I thought the Crash Course video was helpful in it’s coverage of classification trees and rudimentary explanation of the mechanisms of neural networks. I’ve been meaning to ask whether classification problems with so many variables are solved in multidimensional space or if some kind of linear projection of all the variables was created in order to formulate 2 or 3 axes to then divide with boundaries, but this video squashed that for me. I’m eager to learn how to actually begin constructing simple neural networks to get used to how they work.
ReplyDeleteMy favorite part of the tree scrolly site is the knobs that display the bias/variance tradeoff in regards to accuracy. Last week, we talked about whether there was an optimal accuracy to shoot for on a training set to avoid overfitting while still being viable (I think that was posed by John B). I think this illustration shows that it really just depends on the data, and that you really just have to run a few different things and go for what winds up being optimal. Luckily, we can do that with computers relatively quickly (well, the computers can do it quickly, though the set-up might be tricky).
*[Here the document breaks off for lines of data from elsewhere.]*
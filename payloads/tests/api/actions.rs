use payloads::{BookingId, BookingStatus, requests};
use reqwest::StatusCode;
use test_helpers::{
    assert_rejected, assert_status_code,
    backend::EmailKind,
    mock::DevDataset,
    spawn_app,
};

#[tokio::test]
async fn invoice_and_booking_email_go_to_the_customer() -> anyhow::Result<()>
{
    let app = spawn_app().await;
    let dataset = DevDataset::create(&app).await?;
    app.login_admin().await?;

    app.client.send_invoice(&dataset.confirmed_booking.id).await?;
    app.client
        .send_booking_email(&dataset.confirmed_booking.id)
        .await?;

    let emails = app.state.sent_emails.lock().unwrap();
    assert_eq!(emails.len(), 2);
    assert_eq!(emails[0].kind, EmailKind::Invoice);
    assert_eq!(emails[1].kind, EmailKind::BookingConfirmation);
    for email in emails.iter() {
        assert_eq!(
            email.recipient,
            dataset.confirmed_booking.customer_email
        );
    }

    Ok(())
}

#[tokio::test]
async fn csv_email_reports_filtered_count() -> anyhow::Result<()> {
    let app = spawn_app().await;
    DevDataset::create(&app).await?;
    app.login_admin().await?;

    let outcome = app
        .client
        .email_csv(&requests::EmailCsv {
            recipient: "reports@parkdesk.example".into(),
            status: Some(BookingStatus::Confirmed),
            from_date: None,
            to_date: None,
        })
        .await?;
    assert_eq!(
        outcome.message.as_deref(),
        Some("CSV with 2 bookings sent.")
    );

    let emails = app.state.sent_emails.lock().unwrap();
    assert_eq!(emails.len(), 1);
    assert_eq!(emails[0].kind, EmailKind::CsvExport);
    assert_eq!(emails[0].recipient, "reports@parkdesk.example");

    Ok(())
}

#[tokio::test]
async fn payment_confirmation_promotes_incomplete_bookings()
-> anyhow::Result<()> {
    let app = spawn_app().await;
    let dataset = DevDataset::create(&app).await?;
    app.login_admin().await?;

    app.client
        .confirm_payment(&dataset.incomplete_booking.id)
        .await?;
    let booking =
        app.client.get_booking(&dataset.incomplete_booking.id).await?;
    assert_eq!(booking.status, BookingStatus::Confirmed);

    // Already confirmed now, so a second confirmation is a business
    // rejection rather than a transport error.
    let result = app
        .client
        .confirm_payment(&dataset.incomplete_booking.id)
        .await;
    assert_eq!(
        assert_rejected(result),
        "Booking is not awaiting payment."
    );

    Ok(())
}

#[tokio::test]
async fn side_effects_on_missing_booking_are_not_found() -> anyhow::Result<()>
{
    let app = spawn_app().await;
    app.login_admin().await?;

    let result = app.client.send_invoice(&BookingId(4242)).await;
    assert_status_code(result, StatusCode::NOT_FOUND);

    Ok(())
}
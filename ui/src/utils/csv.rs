//! Client-side CSV rendering of a booking list.
//!
//! Column order is fixed and every field is quoted, so downstream
//! spreadsheet imports behave the same regardless of what names or
//! registrations contain.

use payloads::Booking;

use crate::utils::money::format_amount;
use crate::utils::time::display_datetime;

pub const BOOKING_CSV_COLUMNS: [&str; 13] = [
    "Ref No",
    "Source",
    "Customer Name",
    "Phone",
    "Product",
    "Make/Model",
    "Color",
    "Booked On",
    "Dropoff",
    "Return",
    "Reg",
    "Amount",
    "Status",
];

fn quote(field: &str) -> String {
    format!("\"{}\"", field.replace('"', "\"\""))
}

fn row(fields: &[String]) -> String {
    fields
        .iter()
        .map(|f| quote(f))
        .collect::<Vec<_>>()
        .join(",")
}

pub fn booking_row(booking: &Booking) -> String {
    row(&[
        booking.reference.clone(),
        booking.source.to_string(),
        booking.customer_name.clone(),
        booking.customer_phone.clone(),
        booking.product_name.clone(),
        format!("{} {}", booking.vehicle_make, booking.vehicle_model),
        booking.vehicle_color.clone(),
        display_datetime(booking.booked_at),
        display_datetime(booking.dropoff_at),
        display_datetime(booking.return_at),
        booking.vehicle_registration.clone(),
        format_amount(booking.quote.total_payable()),
        booking.status.to_string(),
    ])
}

pub fn bookings_csv(bookings: &[Booking]) -> String {
    let header = row(
        &BOOKING_CSV_COLUMNS
            .iter()
            .map(|c| c.to_string())
            .collect::<Vec<_>>(),
    );
    let mut lines = vec![header];
    lines.extend(bookings.iter().map(booking_row));
    lines.join("\r\n")
}

#[cfg(test)]
mod tests {
    use super::*;
    use payloads::time::parse_sql_datetime;
    use payloads::{
        BookingId, BookingSource, BookingStatus, PriceQuote, ProductId,
    };
    use rust_decimal::dec;

    fn booking() -> Booking {
        Booking {
            id: BookingId(1),
            reference: "PD-000001".into(),
            source: BookingSource::Website,
            status: BookingStatus::Confirmed,
            customer_name: "Priya Shah".into(),
            customer_phone: "07700 900123".into(),
            customer_email: "priya@example.com".into(),
            product_id: ProductId(1),
            product_name: "Park & Ride LHR".into(),
            airport: "LHR".into(),
            vehicle_make: "Ford".into(),
            vehicle_model: "Focus".into(),
            vehicle_color: "Blue".into(),
            vehicle_registration: "LT66 XKP".into(),
            booked_at: parse_sql_datetime("2026-02-01 09:00:00").unwrap(),
            dropoff_at: parse_sql_datetime("2026-03-10 10:00:00").unwrap(),
            return_at: parse_sql_datetime("2026-03-15 10:00:00").unwrap(),
            quote: PriceQuote {
                quote_amount: dec!(100.00),
                booking_fee: dec!(1.99),
                has_cancellation_cover: false,
                cancellation_fee: dec!(9.99),
                discount: dec!(0),
            },
        }
    }

    #[test]
    fn every_field_is_quoted() {
        let csv = bookings_csv(&[booking()]);
        let lines: Vec<&str> = csv.split("\r\n").collect();
        assert_eq!(lines.len(), 2);
        assert!(lines[0].starts_with("\"Ref No\",\"Source\""));
        assert!(lines[1].contains("\"PD-000001\""));
        assert!(lines[1].contains("\"Ford Focus\""));
        assert!(lines[1].contains("\"10 Mar, 2026 10:00\""));
        // Amount is the recomputed total, not the stored quote
        assert!(lines[1].contains("\"101.99\""));
    }

    #[test]
    fn embedded_quotes_are_doubled() {
        let mut b = booking();
        b.customer_name = "Priya \"P\" Shah".into();
        assert!(booking_row(&b).contains("\"Priya \"\"P\"\" Shah\""));
    }

    #[test]
    fn column_order_is_fixed() {
        let header = bookings_csv(&[]);
        assert_eq!(
            header,
            "\"Ref No\",\"Source\",\"Customer Name\",\"Phone\",\"Product\",\
             \"Make/Model\",\"Color\",\"Booked On\",\"Dropoff\",\"Return\",\
             \"Reg\",\"Amount\",\"Status\""
        );
    }
}
use payloads::requests::LoginCredentials;
use yew::prelude::*;
use yew_router::prelude::*;
use yewdux::prelude::*;

use crate::components::ToastContainer;
use crate::contexts::toast::use_toast;
use crate::state::{AuthState, State};
use crate::utils::is_dev_mode;
use crate::{Route, get_api_client};

#[function_component]
pub fn LoginPage() -> Html {
    let navigator = use_navigator().unwrap();
    let (state, dispatch) = use_store::<State>();
    let toast = use_toast();

    let username = use_state(String::new);
    let password = use_state(String::new);
    let is_submitting = use_state(|| false);

    // Redirect to home if already logged in
    {
        let navigator = navigator.clone();
        let is_authenticated = state.is_authenticated();

        use_effect_with(is_authenticated, move |is_auth| {
            if *is_auth {
                navigator.push(&Route::Home);
            }
        });
    }

    let on_username = {
        let username = username.clone();
        Callback::from(move |e: InputEvent| {
            let input: web_sys::HtmlInputElement = e.target_unchecked_into();
            username.set(input.value());
        })
    };

    let on_password = {
        let password = password.clone();
        Callback::from(move |e: InputEvent| {
            let input: web_sys::HtmlInputElement = e.target_unchecked_into();
            password.set(input.value());
        })
    };

    let on_submit = {
        let username = username.clone();
        let password = password.clone();
        let is_submitting = is_submitting.clone();
        let navigator = navigator.clone();
        let dispatch = dispatch.clone();
        let toast = toast.clone();

        Callback::from(move |e: SubmitEvent| {
            e.prevent_default();
            let credentials = LoginCredentials {
                username: (*username).clone(),
                password: (*password).clone(),
            };
            let is_submitting = is_submitting.clone();
            let navigator = navigator.clone();
            let dispatch = dispatch.clone();
            let toast = toast.clone();

            is_submitting.set(true);
            yew::platform::spawn_local(async move {
                let api_client = get_api_client();
                let result = api_client.login(&credentials).await;
                match result {
                    Ok(()) => match api_client.user_profile().await {
                        Ok(profile) => {
                            dispatch.reduce_mut(|state| {
                                state.auth_state =
                                    AuthState::LoggedIn(profile);
                            });
                            navigator.push(&Route::Home);
                        }
                        Err(error) => {
                            toast.error(error.to_string());
                        }
                    },
                    Err(error) => {
                        toast.error(error.to_string());
                    }
                }
                is_submitting.set(false);
            });
        })
    };

    let input_class = "w-full px-3 py-2 text-sm border border-neutral-300 \
                       dark:border-neutral-600 rounded-md bg-white \
                       dark:bg-neutral-700 text-neutral-900 \
                       dark:text-neutral-100";

    html! {
        <div class="flex items-center justify-center min-h-[60vh]">
            <div class="max-w-md w-full space-y-4">
                <div class="text-center">
                    <h1 class="text-2xl font-semibold text-neutral-900 \
                               dark:text-neutral-100">
                        {"Sign in to ParkDesk"}
                    </h1>
                    <p class="text-sm text-neutral-600 \
                              dark:text-neutral-400">
                        {"Enter your credentials to continue"}
                    </p>
                </div>

                <form onsubmit={on_submit} class="space-y-4">
                    <input
                        type="text"
                        class={input_class}
                        placeholder="Username"
                        value={(*username).clone()}
                        oninput={on_username}
                    />
                    <input
                        type="password"
                        class={input_class}
                        placeholder="Password"
                        value={(*password).clone()}
                        oninput={on_password}
                    />
                    <button
                        type="submit"
                        disabled={*is_submitting}
                        class="w-full px-4 py-2 text-sm font-medium \
                               text-white bg-blue-600 hover:bg-blue-700 \
                               rounded-md disabled:opacity-50"
                    >
                        {if *is_submitting {
                            "Signing in..."
                        } else {
                            "Sign in"
                        }}
                    </button>
                </form>

                if is_dev_mode() {
                    <p class="text-center text-xs text-neutral-500">
                        {"Dev credentials: admin / parkdesk"}
                    </p>
                }
            </div>
            <ToastContainer />
        </div>
    }
}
In regards to the Super Bowl ads/EEG study, I think its fascinating that the measure of neural engagement was a better predictor of ad interactions than ad ratings themselves. I’ve worked on a project that sought to compare implicit (i.e. cognitive) and explicit (i.e. self-report) measure of the same constructs, and it seems that the two methodological paradigms often are often unassociated and rarely predict behaviors concordantly. This is not to say that either methodology is superior to any other, but the differences between what we experience neurocognitively and what we say we measure in surveys is pretty astounding. Anyway, I think that an additional moderator that could be explored further in future studies is participants’ expectations regarding the ads. The authors note that more attention is paid to Super Bowl ads than any other ads, and the participants in this study knew that the ads were Super Bowl ads, and therefore were more likely to be engaging, emotional, humorous, etc. To illustrate if you show the same set of ads to one group who know that these were Super Bowl ads and again to another group who are not told the context of the ads (or are told they are regular TV ads from some random channel), do you think there would be differences in either the EEG data, the self-report ad data, and to whatever extent you could measure it, the behavioral engagement data?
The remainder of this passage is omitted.